EXERCISE OBJECTIVE: Here is a block of records. Copy every line in it that includes "ethers".

RECORD EXCERPTS:
________
#[cfg(test)]
mod tests {
    use super::*;
    use crate::bundler::{InclusionReceipt, ReceiptLog};
    use crate::codec::unpack_paymaster_and_data;
    use crate::pending::WalletCall;
    use crate::testing::{FakeBundler, FakeChain, FakePaymaster, TEST_MNEMONIC};
    use crate::storage::MemoryStore;
    use ethers::types::U64;
    use serde_json::json;
    use std::time::Duration;

    struct Fixture {
        chain: Arc<FakeChain>,
        bundler: Arc<FakeBundler>,
        pipeline: Arc<Pipeline>,
        owner: Address,
    }

    fn fixture_with(config: WalletConfig, paymaster: Option<Arc<FakePaymaster>>) -> Fixture {
        let config = Arc::new(config);
        let chain = Arc::new(FakeChain::new(config.chain_id));
        let bundler = Arc::new(FakeBundler::new(&config, chain.ep_nonce.clone()));
        let signer = SigningBackend::new(
            Arc::new(MemoryStore::new(Some(TEST_MNEMONIC.to_string()))),
            config.chain_id,
        );
        let owner = signer.address().unwrap();
        let mut pipeline = Pipeline::new(config, chain.clone(), bundler.clone(), signer);
        if let Some(pm) = paymaster {
            pipeline = pipeline.with_paymaster_connector(Arc::new(move |_svc: &PaymasterService| {
                pm.clone() as Arc<dyn PaymasterApi>
            }));
        }
        Fixture {
            chain,
            bundler,
            pipeline: Arc::new(pipeline),
            owner,
        }
    }

    fn fixture() -> Fixture {
        fixture_with(WalletConfig::default(), None)
    }

    fn execution() -> Execution {
        Execution {
            target: Address::repeat_byte(0x0c),
            value: U256::from(1u64),
            call_data: Bytes::from(vec![0xab, 0xcd]),
        }
    }

    fn batch(owner: Address, capabilities: Option<Value>) -> CallBatch {
        CallBatch {
            version: "1.0".into(),
            chain_id: WalletConfig::default().chain_hex(),
            from: owner,
            calls: vec![WalletCall {
                to: Some(Address::repeat_byte(0x0c)),
                value: None,
                data: Some(Bytes::from(vec![0x01])),
            }],
            capabilities,
        }
    }

    #[tokio::test]
    async fn build_uses_bundler_estimate_and_chain_fees() {
        let f = fixture();
        let op = f
            .pipeline
            .build_operation(f.owner, &[execution()], U256::zero(), None)
            .await
            .unwrap();
        let unpacked = unpack_user_operation(&op).unwrap();

        let estimate = f.bundler.estimate_result();
        assert_eq!(unpacked.call_gas_limit, estimate.call_gas_limit);
        assert_eq!(unpacked.verification_gas_limit, estimate.verification_gas_limit);
        assert_eq!(unpacked.max_fee_per_gas, f.chain.fees.max_fee_per_gas);
        assert!(op.paymaster_and_data.is_empty());
        assert!(op.signature.is_empty());
        assert!(op.init_code.is_empty());

        // estimation ran with the 65-byte stub signature
        let estimated = f.bundler.estimated.lock().unwrap();
        assert_eq!(estimated[0].signature.len(), 65);
    }

    #[tokio::test]
    async fn unsupported_estimation_falls_back_to_fixed_limits() {
        let f = fixture();
        f.bundler.set_estimate_error(JsonRpcError {
            code: METHOD_NOT_FOUND,
            message: "method not found".into(),
            data: None,
        });
        let op = f
            .pipeline
            .build_operation(f.owner, &[execution()], U256::zero(), None)
            .await
            .unwrap();
        let unpacked = unpack_user_operation(&op).unwrap();
        assert_eq!(unpacked.call_gas_limit, FALLBACK_CALL_GAS_LIMIT);
        assert_eq!(unpacked.verification_gas_limit, FALLBACK_VERIFICATION_GAS_LIMIT);
        assert_eq!(
            unpacked.pre_verification_gas,
            U256::from(FALLBACK_PRE_VERIFICATION_GAS)
        );
    }

    #[tokio::test]
    async fn other_estimation_errors_abort_the_build() {
        let f = fixture();
        f.bundler.set_estimate_error(JsonRpcError {
            code: -32500,
            message: "AA23 reverted".into(),
            data: None,
        });
        let err = f
            .pipeline
            .build_operation(f.owner, &[execution()], U256::zero(), None)
            .await
            .unwrap_err();
        assert!(matches!(err, WalletError::Internal(_)));
    }

    #[tokio::test]
    async fn fixed_mode_never_asks_the_bundler() {
        let f = fixture_with(
            WalletConfig {
                gas_estimation: GasEstimation::Fixed,
                ..WalletConfig::default()
            },
            None,
        );
        f.pipeline
            .build_operation(f.owner, &[execution()], U256::zero(), None)
            .await
            .unwrap();
        assert!(f.bundler.estimated.lock().unwrap().is_empty());
    }

    #[tokio::test]
    async fn paymaster_runs_stub_estimate_then_final_data() {
        let pm = Arc::new(FakePaymaster::sponsoring(Address::repeat_byte(0x99)));
        let f = fixture_with(WalletConfig::default(), Some(pm.clone()));
        let op = f
            .pipeline
            .build_operation(f.owner, &[execution()], U256::zero(), Some(pm.as_ref()))
            .await
            .unwrap();

        assert_eq!(
            *pm.calls.lock().unwrap(),
            vec!["pm_getPaymasterStubData", "pm_getPaymasterData"]
        );
        // the estimate saw the stub paymaster fields
        assert!(f.bundler.estimated.lock().unwrap()[0].paymaster.is_some());

        let fields = unpack_paymaster_and_data(&op.paymaster_and_data)
            .unwrap()
            .unwrap();
        assert_eq!(fields.paymaster, Address::repeat_byte(0x99));
        assert_eq!(fields.data, pm.final_data());
        assert_eq!(fields.post_op_gas_limit, 1);
    }

    #[tokio::test]
    async fn failing_paymaster_stub_is_a_paymaster_error() {
        let pm = Arc::new(FakePaymaster::failing_stub());
        let f = fixture_with(WalletConfig::default(), Some(pm.clone()));
        let err = f
            .pipeline
            .build_operation(f.owner, &[execution()], U256::zero(), Some(pm.as_ref()))
            .await
            .unwrap_err();
        assert!(matches!(err, WalletError::Paymaster(_)));
        assert_ne!(err.code(), WalletError::LowFunds.code());
        assert!(f.bundler.estimated.lock().unwrap().is_empty());
        assert!(f.bundler.sent.lock().unwrap().is_empty());
    }

    #[tokio::test]
    async fn nonce_read_failure_aborts_before_signing() {
        let f = fixture();
        *f.chain.fail_nonce.lock().unwrap() = true;
        let err = f.pipeline.send_calls(&batch(f.owner, None)).await.unwrap_err();
        assert!(matches!(err, WalletError::Internal(_)));
        assert!(f.bundler.sent.lock().unwrap().is_empty());
    }

    #[tokio::test]
    async fn submitted_operation_is_signed_over_its_hash() {
        let f = fixture();
        let op = f
            .pipeline
            .build_operation(f.owner, &[execution()], U256::zero(), None)
            .await
            .unwrap();
        let expected = f.pipeline.operation_hash(&op);
        let op_hash = f.pipeline.sign_and_submit(op).await.unwrap();
        assert_eq!(op_hash, expected);

        let sent = f.bundler.sent.lock().unwrap();
        let sig = ethers::types::Signature::try_from(sent[0].signature.as_ref()).unwrap();
        sig.verify(expected.as_bytes(), f.owner).unwrap();
    }

    #[tokio::test]
    async fn concurrent_batches_for_one_account_get_distinct_nonces() {
        let f = fixture();
        let a = {
            let p = f.pipeline.clone();
            let b = batch(f.owner, None);
            tokio::spawn(async move { p.send_calls(&b).await })
        };
        let b = {
            let p = f.pipeline.clone();
            let b = batch(f.owner, None);
            tokio::spawn(async move { p.send_calls(&b).await })
        };
        let (ha, hb) = (a.await.unwrap().unwrap(), b.await.unwrap().unwrap());
        assert_ne!(ha, hb);

        let mut nonces: Vec<U256> = f
            .bundler
            .sent
            .lock()
            .unwrap()
            .iter()
            .map(|op| op.nonce)
            .collect();
        nonces.sort();
        assert_eq!(nonces, vec![U256::zero(), U256::one()]);
    }

    #[tokio::test]
    async fn send_calls_uses_requested_paymaster_service() {
        let pm = Arc::new(FakePaymaster::sponsoring(Address::repeat_byte(0x77)));
        let f = fixture_with(WalletConfig::default(), Some(pm.clone()));
        let chain_hex = WalletConfig::default().chain_hex();
        let caps = json!({ chain_hex: { "paymasterService": { "url": "https://pm.example" } } });
        f.pipeline.send_calls(&batch(f.owner, Some(caps))).await.unwrap();

        let sent = f.bundler.sent.lock().unwrap();
        assert_eq!(
            sent[0].paymaster.as_ref().map(|p| p.paymaster),
            Some(Address::repeat_byte(0x77))
        );
    }

    #[tokio::test]
    async fn await_inclusion_returns_bundle_hash_or_none() {
        let f = fixture_with(
            WalletConfig {
                receipt_poll: Duration::from_millis(5),
                receipt_timeout: Duration::from_millis(50),
                ..WalletConfig::default()
            },
            None,
        );
        assert_eq!(f.pipeline.await_inclusion(H256::repeat_byte(1)).await, None);

        let tx_hash = H256::repeat_byte(0x42);
        f.bundler.set_receipt(UserOperationReceipt {
            user_op_hash: H256::repeat_byte(1),
            success: true,
            receipt: InclusionReceipt {
                transaction_hash: tx_hash,
                ..Default::default()
            },
        });
        assert_eq!(
            f.pipeline.await_inclusion(H256::repeat_byte(1)).await,
            Some(tx_hash)
        );

        *f.bundler.fail_receipt.lock().unwrap() = true;
        assert_eq!(f.pipeline.await_inclusion(H256::repeat_byte(1)).await, None);
    }

    #[tokio::test]
    async fn calls_status_maps_receipt() {
        let f = fixture();
        assert_eq!(
            f.pipeline.calls_status(H256::zero()).await.unwrap(),
            CallsStatus::Pending
        );

        f.bundler.set_receipt(UserOperationReceipt {
            user_op_hash: H256::zero(),
            success: true,
            receipt: InclusionReceipt {
                transaction_hash: H256::repeat_byte(0x0f),
                block_hash: Some(H256::repeat_byte(0x0b)),
                block_number: Some(U64::from(255)),
                gas_used: Some(U256::from(21_000u64)),
                status: Some(U64::from(0)),
                logs: vec![ReceiptLog {
                    address: Address::repeat_byte(0x01),
                    topics: vec![H256::repeat_byte(0x02)],
                    data: Bytes::from(vec![0x03]),
                }],
            },
        });
        let CallsStatus::Confirmed { receipts } = f.pipeline.calls_status(H256::zero()).await.unwrap()
        else {
            panic!("expected confirmed");
        };
        let r = &receipts[0];
        assert_eq!(r["status"], "0x0");
        assert_eq!(r["blockNumber"], "0xff");
        assert_eq!(r["gasUsed"], "0x5208");
        assert_eq!(r["logs"][0]["data"], "0x03");
        assert_eq!(
            r["transactionHash"],
            fmt_h256(H256::repeat_byte(0x0f))
        );
    }

    #[tokio::test]
    async fn plain_transaction_is_signed_and_broadcast() {
        let f = fixture();
        let hash = f
            .pipeline
            .submit_transaction(&TransactionRequest {
                to: Some(Address::repeat_byte(0x05)),
                value: Some(U256::from(10u64)),
                ..Default::default()
            })
            .await
            .unwrap();
        let raw = f.chain.sent_raw.lock().unwrap();
        assert_eq!(raw.len(), 1);
        // EIP-1559 envelope
        assert_eq!(raw[0][0], 0x02);
        assert_eq!(hash, H256(ethers::utils::keccak256(&raw[0])));
    }

    fn failing_estimate(f: &Fixture, message: &str) {
        *f.chain.estimate_gas_error.lock().unwrap() = Some(ExecutionError {
            code: -32000,
            message: message.into(),
        });
    }

    fn transfer() -> TransactionRequest {
        TransactionRequest {
            to: Some(Address::repeat_byte(0x05)),
            value: Some(U256::from(10u64)),
            ..Default::default()
        }
    }

    #[tokio::test]
    async fn intrinsic_gas_failure_is_low_funds() {
        let f = fixture();
        failing_estimate(&f, "intrinsic gas too low");
        let err = f.pipeline.submit_transaction(&transfer()).await.unwrap_err();
        assert!(matches!(err, WalletError::LowFunds), "{err:?}");
        assert_eq!(err.code(), -32003);
        assert!(f.chain.sent_raw.lock().unwrap().is_empty());
    }

    #[tokio::test]
    async fn other_execution_failures_are_unknown() {
        let f = fixture();
        failing_estimate(&f, "insufficient funds for gas * price + value");
        let err = f.pipeline.submit_transaction(&transfer()).await.unwrap_err();
        match err {
            WalletError::Unknown(message) => assert!(message.contains("insufficient funds")),
            other => panic!("unexpected error: {other:?}"),
        }
    }

    #[tokio::test]
    async fn contract_creation_is_refused() {
        let f = fixture();
        let err = f
            .pipeline
            .submit_transaction(&TransactionRequest::default())
            .await
            .unwrap_err();
        assert!(matches!(err, WalletError::InvalidParams(_)));
    }
}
________
RESPONSE BELOW:
    use ethers::types::U64;
        let sig = ethers::types::Signature::try_from(sent[0].signature.as_ref()).unwrap();
        assert_eq!(hash, H256(ethers::utils::keccak256(&raw[0])));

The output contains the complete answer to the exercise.